On the contrary, when the freezing backup device BK is operated to vaporize liquid carbon dioxide (CO2) or liquid nitrogen (N2) in the freezing chamber 16, the contraction pressure regulating membrane 35 is the upper surface of the valve socket 30. While in close contact with the expansion pressure regulating membrane 45 is raised. Therefore, since the vaporization gas (carbon dioxide or nitrogen) of the freezing chamber 16 is exhausted to the outside through the expansion pressure adjusting hole 42, the air pressure of the freezing chamber 16 maintains an appropriate state close to atmospheric pressure.

On the other hand, if the air pressure of the freezer compartment 16 is properly maintained, the expansion pressure regulating membrane 45 raised upward is lowered and positioned on the upper surface of the valve cap 40 to block the outflow of cold air from the freezer compartment 16.

The above-described embodiment is merely to explain an example of a preferred embodiment of the present invention, the scope of the present invention is not limited to such, and can be appropriately changed within the scope of the same thought, for example to store a sample In addition to the freezer it is widely applicable to various freezers.

As described above, the present invention forms an installation hole in the wall of the freezer compartment, and installs a pressure control valve consisting of a valve socket, a valve cap, and a cover in the installation hole, so that the freezer pressure of the freezer is adjusted to approach atmospheric pressure.
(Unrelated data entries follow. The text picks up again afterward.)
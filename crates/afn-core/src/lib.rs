//! afn-core: shared foundation for the airflow network crates.
//!
//! Contains:
//! - units (uom conversion of loader input + Kelvin helper + constants)
//! - numeric (tolerances + float helpers)
//! - ids (compact IDs for nodes, links and elements)
//! - error (shared error type)

pub mod error;
pub mod ids;
pub mod numeric;
pub mod units;

pub use error::{AfnError, AfnResult};
pub use ids::*;
pub use numeric::*;
pub use units::*;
Therefore, there is a very useful effect that can store the sample more safely, such as to prevent in advance several accidents caused by the pressure change in the freezer compartment.

Claims (5)

In the freezer, An installation hole 15 connected to a freezer compartment 16 in a part of the wall surface 11 of the freezer 10; A lower part is inserted into and fixed to the installation hole 15, and when the pressure of the freezing compartment 16 is lower than the atmospheric pressure, external air is introduced to provide an inflow path of external air so that the pressure of the freezing compartment 16 is close to atmospheric pressure. A valve socket 30 to be formed; A valve coupled to the valve socket 30 to provide an exhaust path for exhausting the air in the freezer compartment 16 to the outside so that the pressure in the freezer compartment 16 approaches the atmospheric pressure when the pressure in the freezer compartment 16 is higher than the atmospheric pressure. A cap 40; And a cover 50 coupled to the valve cap 40 and having a coupling protrusion 51 protruding from the center of the bottom thereof. According to claim 1, wherein the valve socket 30 has a hole 31 is formed through the inner center, a plurality of contraction pressure adjusting holes 33 are formed vertically through the upper surface, the shrinkage pressure adjusting hole 33 The pressure control valve for a freezer, characterized in that the shrinkage pressure regulating membrane (35) is provided to cover the shrinkage pressure adjusting hole (33). According to claim 1, wherein the valve cap 40 has a coupling hole 41 is formed in the center of the upper surface is engaged with the engaging projection 51 of the cover 50, a plurality of expansion pressure adjusting holes (around the center of the upper surface ( 42 is formed, the pressure regulator valve for freezer, characterized in that the expansion pressure adjusting hole 42 is provided with an expansion pressure adjusting membrane 45 that can cover the expansion pressure adjusting hole (42). The pressure control valve for a freezer according to claim 1, wherein the valve socket (30) is further provided with (34) O-rings on the lower and upper outer circumferential surfaces thereof to increase the sealing property. According to claim 1, wherein the cover 50 is an O-ring 52 is further provided on the outer circumferential surface of the coupling protrusion 51 so that the coupling protrusion 51 is hermetically coupled to the coupling hole 41 of the valve cap 40. Pressure control valve for freezer, characterized in that installed.